Revelação individual: Henrique (Cruzeiro)
O Cruzeiro vice-campeão da Libertadores tinha a marca de Fábio, Kleber, Wagner e Adílson Batista. Talvez até de Ramires, neste caso pela contribuição do volante na trajetória desse time desde o ano passado. Mas não se pode esquecer o bom papel de Henrique. O volante não chega a ser um garoto, tanto que já atuou no Brasileirão pelo Figueirense, passou pelo Japão e está no Cruzeiro desde 2008. De qualquer modo, a Libertadores foi a primeira grande competição internacional do londrinense. E ele pode se considerar aprovado. Fez gols decisivos contra São Paulo e Estudiantes e projetou seu nome para o futuro.

Decepção individual: Hernanes (São Paulo)
Não é exagero dizer que Hernanes foi o craque do futebol brasileiro em 2008. E talvez tenha sido até em 2007. O volante vinha de duas temporadas muito consistentes em que apresentava nítida evolução técnica e de maturidade. A Libertadores 2009 deveria solidificar esse processo, mas teve o caminho inverso. Hernanes não encontrou seu espaço nas mudanças promovidas pelo São Paulo em 2009 e murchou. Com ele, foi o time inteiro, um dos mais apáticos da Libertadores (considerando apenas os favoritos ao título).

Campeonatos nacionais

O melhor: Caracas-VEN
Com o fim da ajuda financeira da prefeitura, o Unión Maracaibo caiu. O Deportivo Táchira ainda não se encontra. Assim, não há mais dúvidas a respeito de qual é “o” grande clube da Venezuela no momento. O Caracas dominou o Clausura venezuelano e, para completar, venceu a final da temporada contra o Deportivo Italia com um contundente 5 a 0 na casa do adversário.

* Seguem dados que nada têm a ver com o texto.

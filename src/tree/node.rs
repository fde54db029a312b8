//! Snapshot tree node variants and the node algebra
//!
//! A closed set of node kinds; every consumer matches exhaustively, so a
//! new kind is caught at compile time everywhere it matters. Nodes are
//! immutable: the store/invalidate operations build replacement nodes and
//! share untouched subtrees by reference.

use crate::case::CaseSensitivity;
use crate::metadata::{FileKind, FileMetadata};
use crate::path::VfsRelativePath;
use crate::tree::children::{self, ChildLookup, InvalidateOutcome, Invalidated, StorePayload};
use std::sync::Arc;

/// One node of the snapshot tree.
///
/// `path` is the node's label: the segment(s) from its parent's boundary
/// to itself. Labels of resolved nodes ([`FileSystemNode::Leaf`],
/// [`FileSystemNode::CompleteDirectory`]) are single segments; a
/// [`FileSystemNode::PathCompressed`] wrapper carries the multi-segment
/// label of a branchless chain and wraps the resolved node at its end.
/// [`FileSystemNode::PartialWithChildren`] labels may span any number of
/// segments.
#[derive(Debug, PartialEq, Eq)]
pub enum FileSystemNode {
    /// Directory whose full, ordered child set is known.
    CompleteDirectory {
        path: String,
        children: Vec<Arc<FileSystemNode>>,
    },
    /// Resolved snapshot: regular file, directory marker, or known-absent
    /// entry.
    Leaf { path: String, metadata: FileMetadata },
    /// Some children are known (queries or updates visited them) but the
    /// node's own metadata and/or its full enumeration is not: `metadata`
    /// may carry a resolved directory marker while the child set stays
    /// open-ended.
    PartialWithChildren {
        path: String,
        metadata: Option<FileMetadata>,
        children: Vec<Arc<FileSystemNode>>,
    },
    /// Path-compressed branchless chain: `path` spans several segments and
    /// the wrapped node carries the resolved state of the chain's end. The
    /// wrapped node's own label is the final segment of `path`.
    PathCompressed {
        path: String,
        node: Arc<FileSystemNode>,
    },
}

Time revelação: Once Caldas-COL
Desde o título da Libertadores, em 2004, o Once Caldas se estabilizou como um time de meio da tabela na Colômbia. No Apertura 2009, o clube seguia essa tendência e se classificou para a segunda fase com a oitava campanha. Mas, na reta final, o time de Manizales cresceu. Venceu seu quadrangular semifinal e, na decisão, superou o favorito Atlético Junior com duas vitórias.

Time decepção: Colo-Colo-CHI
Tinha o status de pentacampeão chileno, mas fez uma campanha patética no Apertura. Em determinado momento, chegou a ser a terceira pior da história do clube. Tudo por crises internas, brigas entre diretoria e comissão técnica e dificuldade em conciliar o Campeonato Chileno e a Libertadores. Nem chegou às quartas de final e ainda teve de ver a rivalíssima Universidad de Chile ficar com o título.

O craque: Jorge Brítez (Cerro Porteño-PAR)
Pode um volante de marcação ser o artilheiro da equipe em um campeonato? Pois foi o que aconteceu com o Cerro Porteño no Apertura 2009. O que mostra a importância de Brítez na equipe. Ele foi o líder do sistema defensivo, o menos vazado do campeonato, e ainda foi decisivo no ataque, marcando sete dos 24 gols do Ciclón.

Revelação individual: Nicolás Lodeiro (Nacional-URU)
O principal meia do Nacional é Arismendi. No entanto, quem se destacou no setor em 2009 foi Lodeiro, de apenas 20 anos, foi o dínamo dos bolsos no Campeonato Uruguaio e na Libertadores. Sua capacidade de organizar o meio-campo já chamou a atenção de clubes europeus.

Decepção individual: Baiano (Atlético Nacional-COL)
Acredite, o lateral-direito Baiano (ex-Santos, Palmeiras, Vasco, Atlético Mineiro e Boca Juniors) passou pela Colômbia no primeiro semestre de 2009. Contratado pelo Atlético Nacional como figura importante da equipe que visava recuperar a hegemonia no país, foi um dos que afundou na crise dos verdolagas. O brasileiro chegou a ser multado por indisciplina.